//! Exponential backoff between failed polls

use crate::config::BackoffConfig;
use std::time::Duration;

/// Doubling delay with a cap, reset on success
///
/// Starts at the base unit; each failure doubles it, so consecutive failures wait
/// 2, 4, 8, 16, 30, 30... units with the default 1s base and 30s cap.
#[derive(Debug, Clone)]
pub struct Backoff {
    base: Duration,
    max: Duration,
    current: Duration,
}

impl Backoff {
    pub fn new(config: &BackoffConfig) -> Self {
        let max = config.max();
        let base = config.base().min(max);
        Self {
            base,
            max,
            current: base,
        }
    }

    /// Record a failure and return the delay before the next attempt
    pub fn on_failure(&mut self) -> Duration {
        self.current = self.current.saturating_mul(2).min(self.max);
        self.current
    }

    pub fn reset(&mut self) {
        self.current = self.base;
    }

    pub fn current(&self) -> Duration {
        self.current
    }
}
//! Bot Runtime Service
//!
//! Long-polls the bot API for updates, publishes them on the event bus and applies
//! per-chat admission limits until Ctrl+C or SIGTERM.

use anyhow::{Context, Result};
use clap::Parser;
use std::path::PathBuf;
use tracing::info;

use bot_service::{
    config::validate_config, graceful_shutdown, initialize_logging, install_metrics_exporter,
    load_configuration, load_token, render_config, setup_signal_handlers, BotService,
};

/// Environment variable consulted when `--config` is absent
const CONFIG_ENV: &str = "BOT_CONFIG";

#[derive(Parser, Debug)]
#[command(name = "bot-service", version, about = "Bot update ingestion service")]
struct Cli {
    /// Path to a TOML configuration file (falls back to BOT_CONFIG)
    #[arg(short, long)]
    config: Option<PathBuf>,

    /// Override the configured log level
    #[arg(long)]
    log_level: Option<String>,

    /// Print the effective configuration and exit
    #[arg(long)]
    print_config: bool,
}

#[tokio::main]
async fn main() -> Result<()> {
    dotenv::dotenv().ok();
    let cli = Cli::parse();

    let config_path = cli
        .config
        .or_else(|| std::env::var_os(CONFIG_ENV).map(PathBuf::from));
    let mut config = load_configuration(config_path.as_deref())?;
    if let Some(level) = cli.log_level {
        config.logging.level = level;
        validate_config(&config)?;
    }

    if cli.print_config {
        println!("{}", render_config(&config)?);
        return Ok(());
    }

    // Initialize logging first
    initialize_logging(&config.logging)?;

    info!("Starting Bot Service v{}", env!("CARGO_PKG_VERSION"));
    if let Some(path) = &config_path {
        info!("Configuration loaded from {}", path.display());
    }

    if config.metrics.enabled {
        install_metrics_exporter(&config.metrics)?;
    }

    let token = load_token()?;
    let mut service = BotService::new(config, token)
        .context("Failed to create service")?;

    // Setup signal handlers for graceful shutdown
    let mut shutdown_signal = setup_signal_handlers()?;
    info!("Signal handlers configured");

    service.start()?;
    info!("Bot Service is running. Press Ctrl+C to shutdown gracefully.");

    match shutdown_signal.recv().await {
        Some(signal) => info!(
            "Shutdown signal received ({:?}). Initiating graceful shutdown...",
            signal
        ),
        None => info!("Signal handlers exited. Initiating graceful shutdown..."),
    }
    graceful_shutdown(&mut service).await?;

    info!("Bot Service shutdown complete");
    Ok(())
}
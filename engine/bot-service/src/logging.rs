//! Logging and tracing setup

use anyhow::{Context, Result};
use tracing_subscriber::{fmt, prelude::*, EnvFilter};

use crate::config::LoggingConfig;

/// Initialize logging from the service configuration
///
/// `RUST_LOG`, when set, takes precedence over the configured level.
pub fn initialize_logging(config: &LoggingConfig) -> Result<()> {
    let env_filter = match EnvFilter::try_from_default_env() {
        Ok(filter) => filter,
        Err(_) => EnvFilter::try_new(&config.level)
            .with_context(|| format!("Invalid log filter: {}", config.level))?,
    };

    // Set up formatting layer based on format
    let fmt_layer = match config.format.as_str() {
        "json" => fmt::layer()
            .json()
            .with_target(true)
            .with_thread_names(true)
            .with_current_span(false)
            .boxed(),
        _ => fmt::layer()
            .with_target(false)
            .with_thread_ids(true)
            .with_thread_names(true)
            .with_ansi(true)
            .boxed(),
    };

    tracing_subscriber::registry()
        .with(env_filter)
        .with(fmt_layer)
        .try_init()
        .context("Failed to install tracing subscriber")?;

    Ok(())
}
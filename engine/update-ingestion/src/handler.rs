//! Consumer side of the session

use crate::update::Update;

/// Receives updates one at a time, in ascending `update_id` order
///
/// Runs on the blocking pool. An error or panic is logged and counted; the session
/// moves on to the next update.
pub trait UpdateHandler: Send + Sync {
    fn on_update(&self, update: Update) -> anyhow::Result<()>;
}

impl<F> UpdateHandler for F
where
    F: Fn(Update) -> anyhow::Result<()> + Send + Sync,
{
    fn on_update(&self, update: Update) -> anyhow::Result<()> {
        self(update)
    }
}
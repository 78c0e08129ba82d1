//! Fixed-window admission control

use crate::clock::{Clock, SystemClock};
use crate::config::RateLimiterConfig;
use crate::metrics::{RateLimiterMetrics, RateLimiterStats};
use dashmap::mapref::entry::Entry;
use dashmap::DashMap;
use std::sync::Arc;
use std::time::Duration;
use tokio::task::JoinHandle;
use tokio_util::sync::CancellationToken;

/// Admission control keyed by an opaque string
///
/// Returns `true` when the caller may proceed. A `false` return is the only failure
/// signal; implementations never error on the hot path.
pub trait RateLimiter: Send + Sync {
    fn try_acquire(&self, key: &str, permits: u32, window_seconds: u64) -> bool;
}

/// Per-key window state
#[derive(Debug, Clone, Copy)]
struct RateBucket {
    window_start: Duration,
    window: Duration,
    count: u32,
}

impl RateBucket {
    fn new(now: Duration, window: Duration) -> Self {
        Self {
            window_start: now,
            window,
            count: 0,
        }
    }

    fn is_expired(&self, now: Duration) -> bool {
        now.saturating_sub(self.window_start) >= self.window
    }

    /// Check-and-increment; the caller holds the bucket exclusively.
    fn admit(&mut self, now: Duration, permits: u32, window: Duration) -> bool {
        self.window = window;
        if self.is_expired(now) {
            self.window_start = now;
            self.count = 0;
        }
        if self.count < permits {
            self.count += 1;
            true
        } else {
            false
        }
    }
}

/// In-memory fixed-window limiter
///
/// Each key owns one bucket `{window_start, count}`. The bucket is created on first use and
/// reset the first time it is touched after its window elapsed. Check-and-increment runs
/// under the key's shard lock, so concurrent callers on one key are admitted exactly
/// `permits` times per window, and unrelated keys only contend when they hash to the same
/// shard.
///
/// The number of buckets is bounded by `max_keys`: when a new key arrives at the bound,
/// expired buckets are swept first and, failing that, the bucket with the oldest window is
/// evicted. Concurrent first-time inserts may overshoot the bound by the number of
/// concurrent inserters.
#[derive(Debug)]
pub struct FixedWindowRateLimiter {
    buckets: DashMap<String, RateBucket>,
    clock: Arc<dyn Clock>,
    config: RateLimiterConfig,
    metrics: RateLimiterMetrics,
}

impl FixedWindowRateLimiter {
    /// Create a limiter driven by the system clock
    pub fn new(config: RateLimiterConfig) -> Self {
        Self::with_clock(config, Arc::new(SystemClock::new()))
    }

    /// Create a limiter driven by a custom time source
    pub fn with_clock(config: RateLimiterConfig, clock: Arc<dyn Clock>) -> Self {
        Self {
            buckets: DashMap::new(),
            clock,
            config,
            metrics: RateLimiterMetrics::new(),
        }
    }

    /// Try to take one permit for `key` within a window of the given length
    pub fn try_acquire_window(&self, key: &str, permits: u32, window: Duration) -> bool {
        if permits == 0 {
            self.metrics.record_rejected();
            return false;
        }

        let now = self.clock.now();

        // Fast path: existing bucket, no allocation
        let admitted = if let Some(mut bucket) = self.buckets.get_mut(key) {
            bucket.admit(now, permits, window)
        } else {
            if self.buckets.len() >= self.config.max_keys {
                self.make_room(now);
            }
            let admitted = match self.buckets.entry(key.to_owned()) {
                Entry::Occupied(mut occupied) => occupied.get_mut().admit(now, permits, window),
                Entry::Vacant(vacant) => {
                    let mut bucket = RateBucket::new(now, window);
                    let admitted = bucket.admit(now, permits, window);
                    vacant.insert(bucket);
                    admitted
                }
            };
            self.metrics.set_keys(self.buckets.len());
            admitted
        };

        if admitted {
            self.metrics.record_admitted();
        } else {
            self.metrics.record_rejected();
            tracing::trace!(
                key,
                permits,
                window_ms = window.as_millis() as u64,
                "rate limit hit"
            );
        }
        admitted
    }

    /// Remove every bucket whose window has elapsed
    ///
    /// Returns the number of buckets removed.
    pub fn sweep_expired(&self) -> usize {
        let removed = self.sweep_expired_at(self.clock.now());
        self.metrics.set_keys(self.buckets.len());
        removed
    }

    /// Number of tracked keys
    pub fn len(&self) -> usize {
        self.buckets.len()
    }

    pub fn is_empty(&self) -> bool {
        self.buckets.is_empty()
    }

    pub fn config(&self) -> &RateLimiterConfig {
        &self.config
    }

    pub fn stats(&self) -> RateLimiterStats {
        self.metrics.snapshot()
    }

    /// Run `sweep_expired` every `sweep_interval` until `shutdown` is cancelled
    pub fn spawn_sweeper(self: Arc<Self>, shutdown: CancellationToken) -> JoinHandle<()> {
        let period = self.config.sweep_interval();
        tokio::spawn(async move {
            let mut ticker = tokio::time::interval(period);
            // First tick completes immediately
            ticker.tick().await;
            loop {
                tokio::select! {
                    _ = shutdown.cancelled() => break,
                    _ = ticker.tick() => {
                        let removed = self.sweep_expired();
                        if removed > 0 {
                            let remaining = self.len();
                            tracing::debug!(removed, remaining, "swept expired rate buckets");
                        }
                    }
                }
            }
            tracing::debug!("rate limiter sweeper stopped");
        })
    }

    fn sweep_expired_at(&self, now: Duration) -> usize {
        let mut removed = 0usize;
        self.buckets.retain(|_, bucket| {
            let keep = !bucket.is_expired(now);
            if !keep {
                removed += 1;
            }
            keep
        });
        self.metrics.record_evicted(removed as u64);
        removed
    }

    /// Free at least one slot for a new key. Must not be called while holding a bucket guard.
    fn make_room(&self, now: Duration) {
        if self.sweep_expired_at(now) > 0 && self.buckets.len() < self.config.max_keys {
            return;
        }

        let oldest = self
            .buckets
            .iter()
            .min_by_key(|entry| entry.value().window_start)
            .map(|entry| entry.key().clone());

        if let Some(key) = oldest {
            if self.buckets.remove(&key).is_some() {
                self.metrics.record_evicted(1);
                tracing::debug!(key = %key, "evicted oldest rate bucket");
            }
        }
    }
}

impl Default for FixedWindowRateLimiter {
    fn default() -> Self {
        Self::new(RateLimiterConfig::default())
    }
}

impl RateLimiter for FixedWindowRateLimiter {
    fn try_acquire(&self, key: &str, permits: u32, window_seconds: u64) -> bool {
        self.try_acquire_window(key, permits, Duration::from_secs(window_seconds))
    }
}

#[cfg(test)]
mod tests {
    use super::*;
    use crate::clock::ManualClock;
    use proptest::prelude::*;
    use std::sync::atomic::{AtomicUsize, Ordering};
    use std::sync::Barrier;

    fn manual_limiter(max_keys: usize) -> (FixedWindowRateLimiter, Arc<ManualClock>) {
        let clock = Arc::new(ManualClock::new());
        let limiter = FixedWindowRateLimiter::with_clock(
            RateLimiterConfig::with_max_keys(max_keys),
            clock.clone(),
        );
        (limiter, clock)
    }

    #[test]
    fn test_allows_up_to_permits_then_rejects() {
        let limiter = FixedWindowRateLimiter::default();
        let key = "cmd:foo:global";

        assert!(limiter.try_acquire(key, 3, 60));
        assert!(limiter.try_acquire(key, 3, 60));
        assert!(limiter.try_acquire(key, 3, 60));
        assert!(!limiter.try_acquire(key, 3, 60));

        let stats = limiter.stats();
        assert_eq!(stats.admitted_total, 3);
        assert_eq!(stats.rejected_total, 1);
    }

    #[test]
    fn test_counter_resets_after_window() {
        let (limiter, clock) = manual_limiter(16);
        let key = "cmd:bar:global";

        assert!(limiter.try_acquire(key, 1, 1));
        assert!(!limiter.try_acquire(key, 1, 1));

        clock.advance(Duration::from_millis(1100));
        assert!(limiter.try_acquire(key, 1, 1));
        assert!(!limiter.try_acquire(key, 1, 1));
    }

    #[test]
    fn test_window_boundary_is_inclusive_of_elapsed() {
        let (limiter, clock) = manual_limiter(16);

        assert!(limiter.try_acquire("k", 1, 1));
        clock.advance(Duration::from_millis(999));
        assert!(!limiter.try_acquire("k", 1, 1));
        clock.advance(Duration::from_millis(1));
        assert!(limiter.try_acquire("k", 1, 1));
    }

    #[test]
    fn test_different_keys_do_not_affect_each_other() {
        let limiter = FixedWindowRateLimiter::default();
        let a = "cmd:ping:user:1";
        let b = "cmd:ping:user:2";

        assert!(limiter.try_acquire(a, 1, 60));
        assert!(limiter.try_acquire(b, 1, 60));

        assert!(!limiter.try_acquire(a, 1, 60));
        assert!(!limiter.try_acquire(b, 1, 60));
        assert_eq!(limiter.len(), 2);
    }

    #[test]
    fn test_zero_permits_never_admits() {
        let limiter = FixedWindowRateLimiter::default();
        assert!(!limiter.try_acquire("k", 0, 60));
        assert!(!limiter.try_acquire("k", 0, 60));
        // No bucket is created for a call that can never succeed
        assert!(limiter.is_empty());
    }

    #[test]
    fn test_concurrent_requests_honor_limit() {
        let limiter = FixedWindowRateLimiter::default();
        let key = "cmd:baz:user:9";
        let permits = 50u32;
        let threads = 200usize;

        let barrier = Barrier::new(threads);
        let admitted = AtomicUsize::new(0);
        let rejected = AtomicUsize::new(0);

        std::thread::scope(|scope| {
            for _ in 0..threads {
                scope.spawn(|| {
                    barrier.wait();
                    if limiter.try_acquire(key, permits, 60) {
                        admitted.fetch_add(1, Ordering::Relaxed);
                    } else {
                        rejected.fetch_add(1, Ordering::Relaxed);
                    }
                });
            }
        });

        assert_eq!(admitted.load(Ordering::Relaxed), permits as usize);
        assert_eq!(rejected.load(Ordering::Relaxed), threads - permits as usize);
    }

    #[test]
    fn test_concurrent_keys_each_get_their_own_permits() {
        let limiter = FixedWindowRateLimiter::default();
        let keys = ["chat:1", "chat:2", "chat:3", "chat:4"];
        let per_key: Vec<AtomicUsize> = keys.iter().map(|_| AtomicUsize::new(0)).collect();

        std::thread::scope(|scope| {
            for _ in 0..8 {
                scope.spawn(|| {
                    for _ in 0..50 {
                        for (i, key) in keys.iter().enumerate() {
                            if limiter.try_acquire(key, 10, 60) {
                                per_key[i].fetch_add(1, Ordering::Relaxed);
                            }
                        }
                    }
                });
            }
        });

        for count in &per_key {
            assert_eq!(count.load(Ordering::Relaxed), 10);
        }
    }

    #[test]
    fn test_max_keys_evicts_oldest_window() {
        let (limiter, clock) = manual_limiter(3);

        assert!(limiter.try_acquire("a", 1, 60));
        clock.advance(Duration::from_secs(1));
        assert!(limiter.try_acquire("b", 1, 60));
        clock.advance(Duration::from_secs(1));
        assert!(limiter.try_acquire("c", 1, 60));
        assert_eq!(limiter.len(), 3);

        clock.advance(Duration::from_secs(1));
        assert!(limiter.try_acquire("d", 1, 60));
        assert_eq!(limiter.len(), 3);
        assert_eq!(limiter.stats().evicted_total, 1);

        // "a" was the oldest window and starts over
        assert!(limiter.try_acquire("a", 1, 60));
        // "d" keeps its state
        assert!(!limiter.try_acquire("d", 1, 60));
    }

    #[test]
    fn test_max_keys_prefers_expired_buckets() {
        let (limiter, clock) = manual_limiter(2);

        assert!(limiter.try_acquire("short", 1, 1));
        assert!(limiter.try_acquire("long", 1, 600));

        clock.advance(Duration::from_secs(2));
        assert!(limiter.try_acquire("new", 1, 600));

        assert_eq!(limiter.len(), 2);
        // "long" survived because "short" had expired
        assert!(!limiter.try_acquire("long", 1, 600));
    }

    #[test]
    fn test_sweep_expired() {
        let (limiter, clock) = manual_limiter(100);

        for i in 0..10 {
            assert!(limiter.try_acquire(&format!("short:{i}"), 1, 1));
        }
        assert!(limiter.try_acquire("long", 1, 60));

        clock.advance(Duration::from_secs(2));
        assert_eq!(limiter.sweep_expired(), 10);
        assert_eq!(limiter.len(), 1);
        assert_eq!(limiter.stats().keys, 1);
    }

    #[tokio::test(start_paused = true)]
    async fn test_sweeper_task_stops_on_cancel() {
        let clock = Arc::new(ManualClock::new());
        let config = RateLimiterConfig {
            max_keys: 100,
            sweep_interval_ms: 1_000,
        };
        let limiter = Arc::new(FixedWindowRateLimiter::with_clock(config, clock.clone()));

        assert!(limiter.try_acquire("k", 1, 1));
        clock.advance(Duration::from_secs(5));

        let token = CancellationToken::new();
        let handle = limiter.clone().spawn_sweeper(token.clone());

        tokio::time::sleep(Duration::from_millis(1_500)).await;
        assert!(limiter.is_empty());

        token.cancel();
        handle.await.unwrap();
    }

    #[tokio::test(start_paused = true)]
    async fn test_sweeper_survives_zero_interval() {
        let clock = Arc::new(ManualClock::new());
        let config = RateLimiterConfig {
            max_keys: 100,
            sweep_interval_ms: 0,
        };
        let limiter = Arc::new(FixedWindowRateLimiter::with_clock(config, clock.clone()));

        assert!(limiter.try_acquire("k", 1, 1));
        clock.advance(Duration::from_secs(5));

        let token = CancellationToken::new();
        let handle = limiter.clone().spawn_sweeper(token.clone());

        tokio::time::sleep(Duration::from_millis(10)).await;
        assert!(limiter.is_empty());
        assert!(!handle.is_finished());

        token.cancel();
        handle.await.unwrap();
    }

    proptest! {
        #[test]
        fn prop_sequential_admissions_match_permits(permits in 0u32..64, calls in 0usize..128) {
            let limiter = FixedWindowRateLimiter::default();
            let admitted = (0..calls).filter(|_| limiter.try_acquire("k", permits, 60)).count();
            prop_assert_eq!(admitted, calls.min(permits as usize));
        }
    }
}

■ ■ ■ ■ ■ ■ ■

■ **TRY IT**
Reply with one number, the count of lines in the records that include the word "Send".

■ **RESPONSE AREA**
3